● Assigned task: Return the following entries exactly, word for word.
[[ Data shown, beginning ]]
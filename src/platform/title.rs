//! Window-title capability.
//!
//! With the `x11` feature the root window name is set through `xsetroot`,
//! which window managers such as dwm display as their status text. Without
//! it, [`open`] reports the capability as unsupported.

use crate::error::Result;
#[cfg(not(feature = "x11"))]
use crate::error::StatusError;

/// Publishes a finished line as the window-system title
pub trait TitleSetter {
    fn set_title(&mut self, title: &str) -> Result<()>;

    /// Release the underlying display connection.
    fn close(&mut self) -> Result<()>;
}

/// Open the title capability compiled into this build
#[cfg(feature = "x11")]
pub fn open() -> Result<XsetrootTitle> {
    XsetrootTitle::open()
}

#[cfg(not(feature = "x11"))]
pub fn open() -> Result<Unsupported> {
    Err(StatusError::unsupported(
        "window title output was not compiled in",
    ))
}

/// Stand-in used when no window system support is built
#[cfg(not(feature = "x11"))]
pub struct Unsupported;

#[cfg(not(feature = "x11"))]
impl TitleSetter for Unsupported {
    fn set_title(&mut self, _title: &str) -> Result<()> {
        Err(StatusError::unsupported("window title output"))
    }

    fn close(&mut self) -> Result<()> {
        Ok(())
    }
}

#[cfg(feature = "x11")]
pub use x11::XsetrootTitle;

#[cfg(feature = "x11")]
mod x11 {
    use std::path::PathBuf;
    use std::process::{Command, Stdio};

    use super::TitleSetter;
    use crate::error::{Result, StatusError};

    /// Sets the X root window name by running `xsetroot -name`
    pub struct XsetrootTitle {
        program: PathBuf,
        display: String,
    }

    impl XsetrootTitle {
        /// Locate `xsetroot` and make sure the display accepts a name.
        pub fn open() -> Result<Self> {
            let display = std::env::var("DISPLAY")
                .ok()
                .filter(|d| !d.is_empty())
                .ok_or_else(|| StatusError::title("XOpenDisplay", "DISPLAY is not set"))?;
            let program = which::which("xsetroot")
                .map_err(|e| StatusError::title("XOpenDisplay", format!("xsetroot: {}", e)))?;
            Self::connect(program, display)
        }

        /// Use `program` on `display`, blanking the name once to check both work
        pub fn connect(program: impl Into<PathBuf>, display: impl Into<String>) -> Result<Self> {
            let title = Self {
                program: program.into(),
                display: display.into(),
            };
            title.store("", "XOpenDisplay")?;
            log::debug!("using {:?} on display {}", title.program, title.display);
            Ok(title)
        }

        fn store(&self, name: &str, op: &'static str) -> Result<()> {
            let status = Command::new(&self.program)
                .arg("-display")
                .arg(&self.display)
                .arg("-name")
                .arg(name)
                .stdin(Stdio::null())
                .stdout(Stdio::null())
                .stderr(Stdio::null())
                .status()
                .map_err(|e| StatusError::title(op, e.to_string()))?;
            if !status.success() {
                return Err(StatusError::title(op, format!("xsetroot exited with {}", status)));
            }
            Ok(())
        }
    }

    impl TitleSetter for XsetrootTitle {
        fn set_title(&mut self, title: &str) -> Result<()> {
            self.store(title, "XStoreName")
        }

        fn close(&mut self) -> Result<()> {
            // Each update is its own connection, nothing stays open.
            Ok(())
        }
    }

}
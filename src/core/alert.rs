//! Single-slot mailbox for urgent conditions.
//!
//! Any block may post a message during its turn; the refresh loop presents it
//! as a flash sequence and then clears it. There is no queue: a later post in
//! the same cycle replaces an earlier one.

use super::config::ALERT_CAPACITY;

/// Holds at most one pending alert message.
#[derive(Debug, Clone)]
pub struct AlertChannel {
    capacity: usize,
    pending: Option<String>,
}

impl AlertChannel {
    pub fn new() -> Self {
        Self::with_capacity(ALERT_CAPACITY)
    }

    /// Create a channel whose messages are cut to `capacity` bytes
    pub fn with_capacity(capacity: usize) -> Self {
        Self {
            capacity,
            pending: None,
        }
    }

    /// Replace any pending message. Overlong text is truncated on a char boundary.
    pub fn set(&mut self, message: impl Into<String>) {
        let mut message = message.into();
        truncate_on_boundary(&mut message, self.capacity);
        log::info!("alert raised: {}", message);
        self.pending = Some(message);
    }

    /// Look at the pending message without clearing it
    pub fn peek(&self) -> Option<&str> {
        self.pending.as_deref()
    }

    pub fn is_pending(&self) -> bool {
        self.pending.is_some()
    }

    /// Remove and return the pending message, leaving the slot empty
    pub fn take_and_clear(&mut self) -> Option<String> {
        self.pending.take()
    }
}

impl Default for AlertChannel {
    fn default() -> Self {
        Self::new()
    }
}

/// Cut `text` to at most `max` bytes without splitting a UTF-8 sequence
pub(crate) fn truncate_on_boundary(text: &mut String, max: usize) {
    if text.len() <= max {
        return;
    }
    let mut end = max;
    while !text.is_char_boundary(end) {
        end -= 1;
    }
    text.truncate(end);
}
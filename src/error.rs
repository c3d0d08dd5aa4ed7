use std::io;
use thiserror::Error;

/// Errors raised by the status engine.
///
/// Blocks never produce these: a block that cannot read its data source simply
/// writes nothing. Everything here is an infrastructure failure and ends the
/// process.
#[derive(Error, Debug)]
pub enum StatusError {
    #[error("IO error: {0}")]
    Io(#[from] io::Error),

    #[error("{op}: {reason}")]
    Title { op: &'static str, reason: String },

    #[error("line exceeds sink capacity of {capacity} bytes")]
    Overflow { capacity: usize },

    #[error("failed to install signal handler: {0}")]
    Signal(String),

    #[error("not supported: {0}")]
    Unsupported(String),
}

/// Result type alias for the status engine
pub type Result<T> = std::result::Result<T, StatusError>;

impl StatusError {
    /// Create a title error naming the failed window-system operation
    pub fn title<S: Into<String>>(op: &'static str, reason: S) -> Self {
        StatusError::Title {
            op,
            reason: reason.into(),
        }
    }

    pub fn signal<S: Into<String>>(msg: S) -> Self {
        StatusError::Signal(msg.into())
    }

    pub fn unsupported<S: Into<String>>(msg: S) -> Self {
        StatusError::Unsupported(msg.into())
    }
}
[[ Data shown, end ]]
● Result of this task:
filename src/platform/title.rs
//! Window-title capability.
//!
//! With the `x11` feature the root window name is set through `xsetroot`,
//! which window managers such as dwm display as their status text. Without
//! it, [`open`] reports the capability as unsupported.

use crate::error::Result;
#[cfg(not(feature = "x11"))]
use crate::error::StatusError;

/// Publishes a finished line as the window-system title
pub trait TitleSetter {
    fn set_title(&mut self, title: &str) -> Result<()>;

    /// Release the underlying display connection.
    fn close(&mut self) -> Result<()>;
}

/// Open the title capability compiled into this build
#[cfg(feature = "x11")]
pub fn open() -> Result<XsetrootTitle> {
    XsetrootTitle::open()
}

#[cfg(not(feature = "x11"))]
pub fn open() -> Result<Unsupported> {
    Err(StatusError::unsupported(
        "window title output was not compiled in",
    ))
}

/// Stand-in used when no window system support is built
#[cfg(not(feature = "x11"))]
pub struct Unsupported;

#[cfg(not(feature = "x11"))]
impl TitleSetter for Unsupported {
    fn set_title(&mut self, _title: &str) -> Result<()> {
        Err(StatusError::unsupported("window title output"))
    }

    fn close(&mut self) -> Result<()> {
        Ok(())
    }
}

#[cfg(feature = "x11")]
pub use x11::XsetrootTitle;

#[cfg(feature = "x11")]
mod x11 {
    use std::path::PathBuf;
    use std::process::{Command, Stdio};

    use super::TitleSetter;
    use crate::error::{Result, StatusError};

    /// Sets the X root window name by running `xsetroot -name`
    pub struct XsetrootTitle {
        program: PathBuf,
        display: String,
    }

    impl XsetrootTitle {
        /// Locate `xsetroot` and make sure the display accepts a name.
        pub fn open() -> Result<Self> {
            let display = std::env::var("DISPLAY")
                .ok()
                .filter(|d| !d.is_empty())
                .ok_or_else(|| StatusError::title("XOpenDisplay", "DISPLAY is not set"))?;
            let program = which::which("xsetroot")
                .map_err(|e| StatusError::title("XOpenDisplay", format!("xsetroot: {}", e)))?;
            Self::connect(program, display)
        }

        /// Use `program` on `display`, blanking the name once to check both work
        pub fn connect(program: impl Into<PathBuf>, display: impl Into<String>) -> Result<Self> {
            let title = Self {
                program: program.into(),
                display: display.into(),
            };
            title.store("", "XOpenDisplay")?;
            log::debug!("using {:?} on display {}", title.program, title.display);
            Ok(title)
        }

        fn store(&self, name: &str, op: &'static str) -> Result<()> {
            let status = Command::new(&self.program)
                .arg("-display")
                .arg(&self.display)
                .arg("-name")
                .arg(name)
                .stdin(Stdio::null())
                .stdout(Stdio::null())
                .stderr(Stdio::null())
                .status()
                .map_err(|e| StatusError::title(op, e.to_string()))?;
            if !status.success() {
                return Err(StatusError::title(op, format!("xsetroot exited with {}", status)));
            }
            Ok(())
        }
    }

    impl TitleSetter for XsetrootTitle {
        fn set_title(&mut self, title: &str) -> Result<()> {
            self.store(title, "XStoreName")
        }

        fn close(&mut self) -> Result<()> {
            // Each update is its own connection, nothing stays open.
            Ok(())
        }
    }

}
filename src/core/alert.rs
//! Single-slot mailbox for urgent conditions.
//!
//! Any block may post a message during its turn; the refresh loop presents it
//! as a flash sequence and then clears it. There is no queue: a later post in
//! the same cycle replaces an earlier one.

use super::config::ALERT_CAPACITY;

/// Holds at most one pending alert message.
#[derive(Debug, Clone)]
pub struct AlertChannel {
    capacity: usize,
    pending: Option<String>,
}

impl AlertChannel {
    pub fn new() -> Self {
        Self::with_capacity(ALERT_CAPACITY)
    }

    /// Create a channel whose messages are cut to `capacity` bytes
    pub fn with_capacity(capacity: usize) -> Self {
        Self {
            capacity,
            pending: None,
        }
    }

    /// Replace any pending message. Overlong text is truncated on a char boundary.
    pub fn set(&mut self, message: impl Into<String>) {
        let mut message = message.into();
        truncate_on_boundary(&mut message, self.capacity);
        log::info!("alert raised: {}", message);
        self.pending = Some(message);
    }

    /// Look at the pending message without clearing it
    pub fn peek(&self) -> Option<&str> {
        self.pending.as_deref()
    }

    pub fn is_pending(&self) -> bool {
        self.pending.is_some()
    }

    /// Remove and return the pending message, leaving the slot empty
    pub fn take_and_clear(&mut self) -> Option<String> {
        self.pending.take()
    }
}

impl Default for AlertChannel {
    fn default() -> Self {
        Self::new()
    }
}

/// Cut `text` to at most `max` bytes without splitting a UTF-8 sequence
pub(crate) fn truncate_on_boundary(text: &mut String, max: usize) {
    if text.len() <= max {
        return;
    }
    let mut end = max;
    while !text.is_char_boundary(end) {
        end -= 1;
    }
    text.truncate(end);
}
filename src/error.rs
repository c3d0d08dd5aa4ed7
use std::io;
use thiserror::Error;

/// Errors raised by the status engine.
///
/// Blocks never produce these: a block that cannot read its data source simply
/// writes nothing. Everything here is an infrastructure failure and ends the
/// process.
#[derive(Error, Debug)]
pub enum StatusError {
    #[error("IO error: {0}")]
    Io(#[from] io::Error),

    #[error("{op}: {reason}")]
    Title { op: &'static str, reason: String },

    #[error("line exceeds sink capacity of {capacity} bytes")]
    Overflow { capacity: usize },

    #[error("failed to install signal handler: {0}")]
    Signal(String),

    #[error("not supported: {0}")]
    Unsupported(String),
}

/// Result type alias for the status engine
pub type Result<T> = std::result::Result<T, StatusError>;

impl StatusError {
    /// Create a title error naming the failed window-system operation
    pub fn title<S: Into<String>>(op: &'static str, reason: S) -> Self {
        StatusError::Title {
            op,
            reason: reason.into(),
        }
    }

    pub fn signal<S: Into<String>>(msg: S) -> Self {
        StatusError::Signal(msg.into())
    }

    pub fn unsupported<S: Into<String>>(msg: S) -> Self {
        StatusError::Unsupported(msg.into())
    }
}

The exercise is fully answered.